→ Work task
Pull every line of the entries that has the word "served".

(Beginning of Data records)

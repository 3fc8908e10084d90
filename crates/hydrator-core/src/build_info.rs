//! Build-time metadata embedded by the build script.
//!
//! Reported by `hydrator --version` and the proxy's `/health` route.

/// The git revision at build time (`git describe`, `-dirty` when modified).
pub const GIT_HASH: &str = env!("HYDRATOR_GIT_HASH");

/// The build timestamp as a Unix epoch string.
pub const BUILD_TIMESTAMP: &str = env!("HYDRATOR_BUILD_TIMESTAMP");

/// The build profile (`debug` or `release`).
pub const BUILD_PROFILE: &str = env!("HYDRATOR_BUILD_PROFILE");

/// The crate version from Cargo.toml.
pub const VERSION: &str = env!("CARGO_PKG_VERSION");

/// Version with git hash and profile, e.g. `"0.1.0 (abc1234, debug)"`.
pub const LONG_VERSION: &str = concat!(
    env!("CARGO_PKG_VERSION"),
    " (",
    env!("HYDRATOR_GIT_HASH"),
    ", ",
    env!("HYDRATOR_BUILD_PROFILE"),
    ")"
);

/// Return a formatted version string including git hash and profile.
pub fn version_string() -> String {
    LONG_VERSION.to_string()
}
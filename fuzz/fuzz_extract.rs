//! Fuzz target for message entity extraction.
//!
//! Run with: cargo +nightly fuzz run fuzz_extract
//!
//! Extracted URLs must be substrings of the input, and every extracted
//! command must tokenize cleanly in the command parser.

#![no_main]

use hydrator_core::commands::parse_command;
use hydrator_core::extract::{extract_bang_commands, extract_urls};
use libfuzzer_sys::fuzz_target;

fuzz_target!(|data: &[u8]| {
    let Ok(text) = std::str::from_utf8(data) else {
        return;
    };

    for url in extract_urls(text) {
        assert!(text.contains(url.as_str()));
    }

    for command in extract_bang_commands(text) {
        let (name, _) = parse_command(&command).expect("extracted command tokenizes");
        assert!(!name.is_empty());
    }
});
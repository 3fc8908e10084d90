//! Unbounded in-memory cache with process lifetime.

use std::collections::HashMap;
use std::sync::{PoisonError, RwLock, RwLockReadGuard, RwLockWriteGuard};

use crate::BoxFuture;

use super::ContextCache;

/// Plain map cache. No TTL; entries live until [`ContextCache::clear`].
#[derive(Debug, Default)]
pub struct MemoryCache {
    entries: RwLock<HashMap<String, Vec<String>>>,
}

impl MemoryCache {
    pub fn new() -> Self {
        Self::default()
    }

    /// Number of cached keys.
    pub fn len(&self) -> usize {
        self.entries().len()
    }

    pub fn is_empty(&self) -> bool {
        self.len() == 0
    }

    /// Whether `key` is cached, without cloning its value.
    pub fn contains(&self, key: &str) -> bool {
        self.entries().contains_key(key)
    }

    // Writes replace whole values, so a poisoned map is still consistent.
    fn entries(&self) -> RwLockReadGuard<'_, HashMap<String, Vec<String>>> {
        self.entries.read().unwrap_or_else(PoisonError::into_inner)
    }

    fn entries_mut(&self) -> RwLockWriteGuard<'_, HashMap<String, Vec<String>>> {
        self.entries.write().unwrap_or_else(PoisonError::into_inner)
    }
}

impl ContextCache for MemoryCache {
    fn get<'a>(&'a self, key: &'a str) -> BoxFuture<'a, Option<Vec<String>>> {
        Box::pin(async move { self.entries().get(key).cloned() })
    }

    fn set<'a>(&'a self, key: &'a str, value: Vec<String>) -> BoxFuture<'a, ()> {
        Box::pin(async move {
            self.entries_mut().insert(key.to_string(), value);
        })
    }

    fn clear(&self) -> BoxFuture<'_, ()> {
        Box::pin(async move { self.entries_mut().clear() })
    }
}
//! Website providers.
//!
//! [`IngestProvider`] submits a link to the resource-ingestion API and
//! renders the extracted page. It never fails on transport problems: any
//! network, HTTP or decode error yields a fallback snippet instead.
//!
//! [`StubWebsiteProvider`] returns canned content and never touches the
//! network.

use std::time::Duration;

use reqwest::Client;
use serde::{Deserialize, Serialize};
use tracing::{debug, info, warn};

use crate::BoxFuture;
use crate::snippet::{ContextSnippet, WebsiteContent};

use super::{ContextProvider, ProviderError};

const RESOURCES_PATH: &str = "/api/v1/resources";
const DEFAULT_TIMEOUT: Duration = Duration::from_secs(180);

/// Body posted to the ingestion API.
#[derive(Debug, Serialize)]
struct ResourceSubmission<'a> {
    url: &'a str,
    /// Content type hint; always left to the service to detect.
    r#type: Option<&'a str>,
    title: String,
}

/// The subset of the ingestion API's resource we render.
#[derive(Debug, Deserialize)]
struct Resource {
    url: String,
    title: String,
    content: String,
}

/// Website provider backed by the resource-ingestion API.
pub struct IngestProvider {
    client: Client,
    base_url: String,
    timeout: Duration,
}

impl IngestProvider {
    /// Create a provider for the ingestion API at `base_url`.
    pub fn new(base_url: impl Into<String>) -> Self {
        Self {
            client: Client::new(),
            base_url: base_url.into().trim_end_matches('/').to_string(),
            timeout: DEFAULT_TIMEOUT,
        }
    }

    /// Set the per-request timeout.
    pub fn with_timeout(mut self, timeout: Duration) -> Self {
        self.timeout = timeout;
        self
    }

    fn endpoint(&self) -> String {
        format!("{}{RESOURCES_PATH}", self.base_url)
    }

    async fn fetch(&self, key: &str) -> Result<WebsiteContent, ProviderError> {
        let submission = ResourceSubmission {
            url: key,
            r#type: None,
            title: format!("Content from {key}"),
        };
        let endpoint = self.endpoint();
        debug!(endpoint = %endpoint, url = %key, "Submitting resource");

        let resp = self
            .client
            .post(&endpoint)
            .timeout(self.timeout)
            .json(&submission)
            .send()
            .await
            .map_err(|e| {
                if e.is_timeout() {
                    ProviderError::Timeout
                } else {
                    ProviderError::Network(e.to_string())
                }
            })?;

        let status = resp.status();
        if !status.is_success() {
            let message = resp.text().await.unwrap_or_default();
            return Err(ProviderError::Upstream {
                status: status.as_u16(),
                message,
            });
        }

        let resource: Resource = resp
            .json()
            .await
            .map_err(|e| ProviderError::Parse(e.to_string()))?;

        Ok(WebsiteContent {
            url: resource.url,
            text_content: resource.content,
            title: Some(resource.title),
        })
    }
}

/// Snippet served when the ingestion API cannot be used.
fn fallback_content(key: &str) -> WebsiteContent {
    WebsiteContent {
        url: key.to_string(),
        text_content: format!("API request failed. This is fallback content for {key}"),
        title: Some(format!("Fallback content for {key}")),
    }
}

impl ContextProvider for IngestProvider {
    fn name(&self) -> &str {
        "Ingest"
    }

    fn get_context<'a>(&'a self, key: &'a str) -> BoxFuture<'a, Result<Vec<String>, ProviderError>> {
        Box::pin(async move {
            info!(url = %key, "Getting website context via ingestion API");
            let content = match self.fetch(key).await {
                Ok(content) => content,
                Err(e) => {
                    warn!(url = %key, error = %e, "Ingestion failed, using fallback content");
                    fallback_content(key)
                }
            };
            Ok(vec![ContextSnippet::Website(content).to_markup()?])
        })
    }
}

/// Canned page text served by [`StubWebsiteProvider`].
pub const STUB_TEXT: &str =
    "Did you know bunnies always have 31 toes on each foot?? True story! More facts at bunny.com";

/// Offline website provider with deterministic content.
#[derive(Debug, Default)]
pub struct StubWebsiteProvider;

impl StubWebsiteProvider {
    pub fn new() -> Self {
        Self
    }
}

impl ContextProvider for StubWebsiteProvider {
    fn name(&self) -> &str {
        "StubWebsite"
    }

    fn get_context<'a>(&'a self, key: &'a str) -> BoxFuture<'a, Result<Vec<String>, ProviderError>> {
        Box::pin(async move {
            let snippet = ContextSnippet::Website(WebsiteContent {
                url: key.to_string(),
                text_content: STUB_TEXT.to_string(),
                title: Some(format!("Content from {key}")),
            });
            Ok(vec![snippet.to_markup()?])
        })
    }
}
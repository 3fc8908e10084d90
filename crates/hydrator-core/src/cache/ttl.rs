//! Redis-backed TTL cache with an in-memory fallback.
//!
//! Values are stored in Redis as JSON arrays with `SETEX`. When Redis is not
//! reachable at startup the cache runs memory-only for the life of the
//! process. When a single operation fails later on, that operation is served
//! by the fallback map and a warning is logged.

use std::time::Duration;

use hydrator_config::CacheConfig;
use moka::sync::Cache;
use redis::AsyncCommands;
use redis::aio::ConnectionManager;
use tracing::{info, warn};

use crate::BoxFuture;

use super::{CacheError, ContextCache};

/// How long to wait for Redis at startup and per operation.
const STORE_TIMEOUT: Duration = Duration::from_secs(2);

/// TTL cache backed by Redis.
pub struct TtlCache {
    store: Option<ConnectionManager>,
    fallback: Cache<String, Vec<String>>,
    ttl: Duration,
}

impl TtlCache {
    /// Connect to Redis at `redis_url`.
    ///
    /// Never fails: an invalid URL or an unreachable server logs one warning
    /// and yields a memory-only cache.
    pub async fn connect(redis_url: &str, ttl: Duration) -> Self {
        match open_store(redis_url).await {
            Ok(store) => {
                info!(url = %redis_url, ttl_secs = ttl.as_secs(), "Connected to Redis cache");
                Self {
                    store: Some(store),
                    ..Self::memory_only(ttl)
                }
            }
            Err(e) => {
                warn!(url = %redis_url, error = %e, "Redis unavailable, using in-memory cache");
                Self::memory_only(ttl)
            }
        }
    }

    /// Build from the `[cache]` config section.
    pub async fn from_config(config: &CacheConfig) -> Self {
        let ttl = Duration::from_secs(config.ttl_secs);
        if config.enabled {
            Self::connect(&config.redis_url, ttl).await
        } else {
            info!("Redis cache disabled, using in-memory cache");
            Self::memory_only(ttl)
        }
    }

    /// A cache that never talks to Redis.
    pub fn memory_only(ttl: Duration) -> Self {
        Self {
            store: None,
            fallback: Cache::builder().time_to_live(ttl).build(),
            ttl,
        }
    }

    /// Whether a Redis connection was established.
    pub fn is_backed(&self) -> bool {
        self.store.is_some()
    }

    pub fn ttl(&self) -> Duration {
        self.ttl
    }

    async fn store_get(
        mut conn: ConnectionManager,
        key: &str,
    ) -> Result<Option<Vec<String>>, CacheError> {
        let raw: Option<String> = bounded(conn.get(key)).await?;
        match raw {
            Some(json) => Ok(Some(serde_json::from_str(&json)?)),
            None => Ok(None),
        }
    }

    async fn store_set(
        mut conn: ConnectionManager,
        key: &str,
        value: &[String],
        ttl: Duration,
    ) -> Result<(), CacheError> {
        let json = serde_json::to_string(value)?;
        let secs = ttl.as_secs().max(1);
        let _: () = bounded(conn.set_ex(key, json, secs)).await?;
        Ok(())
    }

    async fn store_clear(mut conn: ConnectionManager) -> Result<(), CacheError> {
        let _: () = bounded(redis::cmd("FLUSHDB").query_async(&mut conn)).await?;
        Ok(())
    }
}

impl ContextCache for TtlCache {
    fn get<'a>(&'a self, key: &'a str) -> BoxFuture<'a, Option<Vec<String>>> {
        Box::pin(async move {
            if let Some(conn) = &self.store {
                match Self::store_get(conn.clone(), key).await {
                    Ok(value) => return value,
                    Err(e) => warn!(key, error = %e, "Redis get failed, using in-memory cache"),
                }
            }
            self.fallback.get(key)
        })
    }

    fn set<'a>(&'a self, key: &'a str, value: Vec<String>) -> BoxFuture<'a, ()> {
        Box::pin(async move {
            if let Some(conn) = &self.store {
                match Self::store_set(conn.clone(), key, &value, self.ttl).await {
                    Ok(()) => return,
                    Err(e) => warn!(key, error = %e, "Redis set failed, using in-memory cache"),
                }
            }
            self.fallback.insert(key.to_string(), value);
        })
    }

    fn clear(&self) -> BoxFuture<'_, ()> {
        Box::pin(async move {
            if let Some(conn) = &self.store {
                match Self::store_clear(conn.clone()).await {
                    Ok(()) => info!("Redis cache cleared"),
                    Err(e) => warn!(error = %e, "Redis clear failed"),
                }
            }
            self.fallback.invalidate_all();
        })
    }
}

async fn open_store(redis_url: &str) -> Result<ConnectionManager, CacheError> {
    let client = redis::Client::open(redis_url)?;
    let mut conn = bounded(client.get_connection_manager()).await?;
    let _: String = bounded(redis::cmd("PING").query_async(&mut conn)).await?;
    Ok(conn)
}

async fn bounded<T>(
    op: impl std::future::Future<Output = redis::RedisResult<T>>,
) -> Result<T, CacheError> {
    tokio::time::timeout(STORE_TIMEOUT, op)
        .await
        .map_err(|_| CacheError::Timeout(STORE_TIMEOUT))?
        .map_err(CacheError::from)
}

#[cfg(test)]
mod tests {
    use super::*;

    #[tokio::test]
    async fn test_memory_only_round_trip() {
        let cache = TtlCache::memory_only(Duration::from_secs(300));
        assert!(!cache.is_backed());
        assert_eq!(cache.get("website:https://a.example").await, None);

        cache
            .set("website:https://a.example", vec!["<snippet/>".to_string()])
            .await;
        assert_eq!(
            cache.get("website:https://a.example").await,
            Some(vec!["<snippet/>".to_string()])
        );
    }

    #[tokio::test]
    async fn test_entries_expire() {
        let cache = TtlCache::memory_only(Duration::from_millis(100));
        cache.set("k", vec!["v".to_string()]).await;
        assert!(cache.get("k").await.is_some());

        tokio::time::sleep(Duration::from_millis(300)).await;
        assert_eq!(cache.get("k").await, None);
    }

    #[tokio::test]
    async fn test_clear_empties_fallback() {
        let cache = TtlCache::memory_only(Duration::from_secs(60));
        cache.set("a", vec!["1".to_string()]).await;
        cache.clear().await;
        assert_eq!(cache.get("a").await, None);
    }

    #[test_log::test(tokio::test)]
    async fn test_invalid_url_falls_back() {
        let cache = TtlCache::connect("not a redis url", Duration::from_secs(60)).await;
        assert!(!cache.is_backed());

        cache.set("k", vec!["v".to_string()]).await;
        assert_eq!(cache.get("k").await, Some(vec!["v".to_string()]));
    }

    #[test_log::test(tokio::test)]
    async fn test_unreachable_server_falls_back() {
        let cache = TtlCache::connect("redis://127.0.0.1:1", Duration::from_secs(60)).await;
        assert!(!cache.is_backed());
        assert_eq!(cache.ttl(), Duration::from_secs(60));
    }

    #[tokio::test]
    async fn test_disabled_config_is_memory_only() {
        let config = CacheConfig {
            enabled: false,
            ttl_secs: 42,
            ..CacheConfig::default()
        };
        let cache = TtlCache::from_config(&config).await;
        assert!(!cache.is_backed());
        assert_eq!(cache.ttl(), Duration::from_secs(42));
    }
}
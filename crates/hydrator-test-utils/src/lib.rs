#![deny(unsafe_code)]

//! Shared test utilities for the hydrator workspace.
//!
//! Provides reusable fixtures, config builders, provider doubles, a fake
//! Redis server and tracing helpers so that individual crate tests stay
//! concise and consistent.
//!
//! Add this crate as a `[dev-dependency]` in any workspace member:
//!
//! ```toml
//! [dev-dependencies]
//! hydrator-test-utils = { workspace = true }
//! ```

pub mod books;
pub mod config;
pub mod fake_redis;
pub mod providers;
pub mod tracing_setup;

(End of Data records)

→ Response to the task
/// Snippet served when the ingestion API cannot be used.
/// Canned page text served by [`StubWebsiteProvider`].
//! process. When a single operation fails later on, that operation is served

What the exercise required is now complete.